Three vessels were ordered as part of the 1984–1988 naval programme. Foudre was ordered 5 November 1984. However, budget issues delayed the construction of the following two hulls and they were deferred to later budgets. Eventually, Siroco was ordered on 11 April 1994 with the remaining two hulls from the previous order re-ordered as s. Both ships were constructed by DCN Brest, with Foudre entering service in 1990 and Siroco in 1998. Both ships were assigned to the Naval Action Force (Force d'action navale) and based at Toulon. In 1999, Siroco was deployed to East Timor as part of the International Force for East Timor.

In June 2010, French defence minister Hervé Morin offered Foudre to the Argentine Navy during his visit to Buenos Aires.

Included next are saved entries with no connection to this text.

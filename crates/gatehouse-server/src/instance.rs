//! Per-request handler state.

use std::time::{Duration, Instant};

use gatehouse_services::ServiceScope;
use uuid::Uuid;

/// The handler object created for a single request.
///
/// Owns the request's [`ServiceScope`]; dropping the instance releases every
/// service resolved during the request. Inspectors reach it through
/// [`RequestContext::instance`](crate::RequestContext::instance).
#[derive(Debug)]
pub struct HandlerInstance {
    scope: ServiceScope,
    /// Operation the request was routed to, if any
    operation: Option<String>,
    created_at: Instant,
}

impl HandlerInstance {
    pub fn new(scope: ServiceScope, operation: Option<String>) -> Self {
        Self {
            scope,
            operation,
            created_at: Instant::now(),
        }
    }

    /// Same as the scope id.
    pub fn id(&self) -> Uuid {
        self.scope.id()
    }

    /// Request-scoped services.
    pub fn services(&self) -> &ServiceScope {
        &self.scope
    }

    pub fn operation(&self) -> Option<&str> {
        self.operation.as_deref()
    }

    pub fn elapsed(&self) -> Duration {
        self.created_at.elapsed()
    }
}
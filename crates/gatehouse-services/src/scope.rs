//! Request-scoped service container.
//!
//! A [`ServiceProvider`] is built once at startup and passed explicitly to
//! whoever needs to open scopes. Each request gets its own [`ServiceScope`]:
//! services resolved from it are created at most once per scope and are
//! released when the scope is dropped, whichever way the request ended.

use std::any::{Any, TypeId, type_name};
use std::collections::HashMap;
use std::sync::Arc;

use parking_lot::Mutex;
use tracing::debug;
use uuid::Uuid;

/// Factory stored per registered service type.
type Factory<T> = Arc<dyn Fn(&ServiceScope) -> Arc<T> + Send + Sync>;

#[derive(Debug, thiserror::Error)]
pub enum ScopeError {
    #[error("no service registered for {0}")]
    NotRegistered(&'static str),
}

struct Registration {
    type_name: &'static str,
    /// Always a `Factory<T>` for the `T` this registration is keyed by.
    factory: Box<dyn Any + Send + Sync>,
}

/// Root container holding service registrations.
#[derive(Default)]
pub struct ServiceProvider {
    registrations: HashMap<TypeId, Registration>,
}

impl ServiceProvider {
    pub fn new() -> Self {
        Self::default()
    }

    /// Register a service created fresh for every scope that resolves it.
    ///
    /// `T` is usually a trait object, e.g. `dyn AuthenticationService`.
    pub fn register_scoped<T, F>(&mut self, factory: F) -> &mut Self
    where
        T: ?Sized + Send + Sync + 'static,
        F: Fn(&ServiceScope) -> Arc<T> + Send + Sync + 'static,
    {
        let factory: Factory<T> = Arc::new(factory);
        self.registrations.insert(
            TypeId::of::<T>(),
            Registration {
                type_name: type_name::<T>(),
                factory: Box::new(factory),
            },
        );
        self
    }

    /// Register one shared instance handed out to every scope.
    pub fn register_singleton<T>(&mut self, instance: Arc<T>) -> &mut Self
    where
        T: ?Sized + Send + Sync + 'static,
    {
        self.register_scoped::<T, _>(move |_| Arc::clone(&instance))
    }

    pub fn is_registered<T: ?Sized + 'static>(&self) -> bool {
        self.registrations.contains_key(&TypeId::of::<T>())
    }

    /// Registered type names, for startup diagnostics.
    pub fn registered(&self) -> Vec<&'static str> {
        let mut names: Vec<_> = self.registrations.values().map(|r| r.type_name).collect();
        names.sort_unstable();
        names
    }

    /// Open a new scope. The scope keeps the provider alive.
    pub fn create_scope(self: &Arc<Self>) -> ServiceScope {
        let scope = ServiceScope {
            id: Uuid::new_v4(),
            provider: Arc::clone(self),
            instances: Mutex::new(HashMap::new()),
        };
        debug!(scope = %scope.id, "service scope opened");
        scope
    }
}

/// Per-request set of resolved services.
pub struct ServiceScope {
    id: Uuid,
    provider: Arc<ServiceProvider>,
    /// Each value is the `Arc<T>` for the `T` it is keyed by.
    instances: Mutex<HashMap<TypeId, Box<dyn Any + Send + Sync>>>,
}

impl ServiceScope {
    pub fn id(&self) -> Uuid {
        self.id
    }

    /// Resolve `T`, creating it on first use within this scope.
    pub fn resolve<T>(&self) -> Result<Arc<T>, ScopeError>
    where
        T: ?Sized + Send + Sync + 'static,
    {
        let key = TypeId::of::<T>();

        if let Some(existing) = self
            .instances
            .lock()
            .get(&key)
            .and_then(|any| any.downcast_ref::<Arc<T>>())
            .cloned()
        {
            return Ok(existing);
        }

        let factory = self
            .provider
            .registrations
            .get(&key)
            .and_then(|r| r.factory.downcast_ref::<Factory<T>>())
            .ok_or(ScopeError::NotRegistered(type_name::<T>()))?;

        // The lock is not held here so factories may resolve their own dependencies.
        let created = (factory.as_ref())(self);

        let mut instances = self.instances.lock();
        let stored = instances
            .entry(key)
            .or_insert_with(|| Box::new(Arc::clone(&created)));
        Ok(stored.downcast_ref::<Arc<T>>().cloned().unwrap_or(created))
    }

    /// Number of services this scope has created so far.
    pub fn resolved_count(&self) -> usize {
        self.instances.lock().len()
    }
}

impl Drop for ServiceScope {
    fn drop(&mut self) {
        let instances = self.instances.get_mut();
        let released = instances.len();
        instances.clear();
        debug!(scope = %self.id, released, "service scope released");
    }
}

impl std::fmt::Debug for ServiceScope {
    fn fmt(&self, f: &mut std::fmt::Formatter<'_>) -> std::fmt::Result {
        f.debug_struct("ServiceScope")
            .field("id", &self.id)
            .field("resolved", &self.resolved_count())
            .finish()
    }
}
//! Gatehouse: local HTTPS web-service host
//!
//! Serves a single web endpoint whose requests pass through an inspector
//! pipeline (authentication, then CORS allow-listing) before reaching the
//! operations behind it.
//!
//! Usage:
//!   gatehouse                                  # Port and certificate from appsettings.json
//!   gatehouse --environment Development        # Use appsettings.Development.json
//!   gatehouse --port 9443 --no-browser         # Override port, stay headless
//!   gatehouse --no-tls                         # Plain HTTP (for debugging)

use std::io::IsTerminal;
use std::path::{Path, PathBuf};
use std::sync::Arc;

use anyhow::Context;
use clap::Parser;
use gatehouse_protocol::{HostConfig, Routes};
use gatehouse_server::HostServer;
use gatehouse_transport::{CertificateProvider, TransportConfig, TransportServer};
use tracing::{error, info, warn};
use tracing_subscriber::EnvFilter;

#[derive(Parser, Debug)]
#[command(name = "gatehouse", about = "Gatehouse: local HTTPS web-service host")]
struct Cli {
    /// Directory holding appsettings*.json
    #[arg(long, default_value = ".")]
    config_dir: PathBuf,

    /// Hosting environment ("Development" selects appsettings.Development.json)
    #[arg(long, env = "GATEHOUSE_ENVIRONMENT")]
    environment: Option<String>,

    /// Port to listen on, overriding the configured one (0 for OS-assigned)
    #[arg(long)]
    port: Option<u16>,

    /// Address to bind to
    #[arg(long, default_value = "0.0.0.0")]
    hostname: String,

    /// Certificate store directory (defaults to ~/.gatehouse/certs)
    #[arg(long)]
    cert_store: Option<PathBuf>,

    /// Disable TLS (for development/debugging)
    #[arg(long)]
    no_tls: bool,

    /// Do not open the browser on startup
    #[arg(long)]
    no_browser: bool,

    /// Enable verbose logging
    #[arg(long)]
    verbose: bool,

    /// Write logs to this file instead of stderr
    #[arg(long)]
    log_file: Option<PathBuf>,
}

fn init_logging(cli: &Cli) -> anyhow::Result<()> {
    let filter = if cli.verbose {
        EnvFilter::new("debug")
    } else {
        EnvFilter::try_from_default_env().unwrap_or_else(|_| EnvFilter::new("info"))
    };

    if let Some(ref log_path) = cli.log_file {
        if let Some(parent) = log_path.parent() {
            std::fs::create_dir_all(parent)
                .with_context(|| format!("creating log directory {}", parent.display()))?;
        }

        let file = std::fs::OpenOptions::new()
            .create(true)
            .append(true)
            .open(log_path)
            .with_context(|| format!("opening log file {}", log_path.display()))?;

        tracing_subscriber::fmt()
            .with_env_filter(filter)
            .with_writer(std::sync::Mutex::new(file))
            .with_ansi(false)
            .init();

        eprintln!("Logging to {}", log_path.display());
    } else {
        tracing_subscriber::fmt().with_env_filter(filter).init();
    }
    Ok(())
}

/// Route panics from any thread through tracing before the default report.
fn install_panic_logger() {
    let default_hook = std::panic::take_hook();
    std::panic::set_hook(Box::new(move |info| {
        error!("Unhandled panic: {info}");
        default_hook(info);
    }));
}

/// Open `url` in the platform's default browser.
fn open_browser(url: &str) -> std::io::Result<()> {
    #[cfg(target_os = "macos")]
    let mut command = std::process::Command::new("open");
    #[cfg(target_os = "windows")]
    let mut command = {
        let mut c = std::process::Command::new("cmd");
        c.args(["/C", "start", ""]);
        c
    };
    #[cfg(not(any(target_os = "macos", target_os = "windows")))]
    let mut command = std::process::Command::new("xdg-open");

    command.arg(url).spawn().map(|_| ())
}

async fn shutdown_signal() {
    #[cfg(unix)]
    {
        use tokio::signal::unix::{SignalKind, signal};
        match signal(SignalKind::terminate()) {
            Ok(mut term) => {
                tokio::select! {
                    _ = tokio::signal::ctrl_c() => {}
                    _ = term.recv() => {}
                }
            }
            Err(e) => {
                warn!("Cannot listen for SIGTERM: {e}");
                let _ = tokio::signal::ctrl_c().await;
            }
        }
    }
    #[cfg(not(unix))]
    {
        let _ = tokio::signal::ctrl_c().await;
    }
}

fn load_config(dir: &Path, environment: Option<&str>) -> anyhow::Result<HostConfig> {
    let file = HostConfig::settings_file_name(environment);
    HostConfig::load_for_environment(dir, environment)
        .with_context(|| format!("loading {}", dir.join(file).display()))
}

async fn run(cli: Cli) -> anyhow::Result<()> {
    let config = load_config(&cli.config_dir, cli.environment.as_deref())?;
    let port = cli.port.unwrap_or(config.kestrel.port);

    let tls = if cli.no_tls {
        None
    } else {
        let store = cli
            .cert_store
            .clone()
            .unwrap_or_else(CertificateProvider::default_store_dir);
        let provider = CertificateProvider::new(config.kestrel.certificate_subject(), store);
        // Without a certificate the host cannot serve HTTPS at all.
        let certificate = provider
            .get()
            .with_context(|| format!("Certificate not found: {}", provider.subject()))?;
        info!(
            subject = %certificate.subject,
            fingerprint = %certificate.fingerprint,
            "Using certificate"
        );
        Some(certificate.tls_config())
    };

    let host = Arc::new(HostServer::with_defaults());
    host.initialize()
        .await
        .map_err(|e| anyhow::anyhow!("initializing host: {e}"))?;

    let transport_config = TransportConfig {
        port,
        hostname: cli.hostname.clone(),
        tls,
        ..TransportConfig::default()
    };
    let mut transport = TransportServer::start_with_handler(transport_config, Arc::clone(&host))
        .await
        .context("starting transport")?;

    let scheme = if transport.is_tls() { "https" } else { "http" };
    let url = format!(
        "{scheme}://localhost:{}{}",
        transport.port(),
        Routes::operation(Routes::TEST)
    );

    println!();
    println!("  Gatehouse running on {}", transport.local_addr());
    println!("  Endpoint:   {scheme}://localhost:{}{}", transport.port(), Routes::ENDPOINT);
    println!("  Inspectors: {}", host.pipeline().names().join(" → "));
    println!();
    println!("  Press Ctrl+C to stop.");
    println!();

    if !cli.no_browser && std::io::stdin().is_terminal() {
        if let Err(e) = open_browser(&url) {
            warn!("Could not open browser at {url}: {e}");
        }
    } else {
        info!("Running headless");
    }

    shutdown_signal().await;

    info!("Shutting down...");
    transport.stop().await;
    host.shutdown().await;
    info!("Server stopped");
    Ok(())
}

#[tokio::main]
async fn main() {
    let cli = Cli::parse();

    if let Err(e) = init_logging(&cli) {
        eprintln!("Failed to initialize logging: {e:#}");
        std::process::exit(1);
    }
    install_panic_logger();

    if let Err(e) = run(cli).await {
        error!("{e:#}");
        std::process::exit(1);
    }
}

Argentina had already declined the transfer of the Ouragan-class vessels in the past and was more interested in seeking French support for a locally built amphibious ship instead. In 2010, Siroco was ordered to Haiti to support operations aiding the country after an earthquake devastated the country.

Foudre was taken out of service by the French Navy in 2011. In October 2011 it was announced that Chile and France had finalized negotiations for sale of Foudre to Chile for around US$80 million. The official purchase date was 21 November 2011 and the ship was transferred on 23 December. Foudre entered service in the Chilean Navy as Sargento Aldea. The 2013 French White Paper on Defence and National Security said that Siroco would be decommissioned, a decision confirmed in October 2014. After negotiations with Portugal failed, Siroco was sold to Brazil in July 2015 and entered service with the Brazilian Navy as Bahia.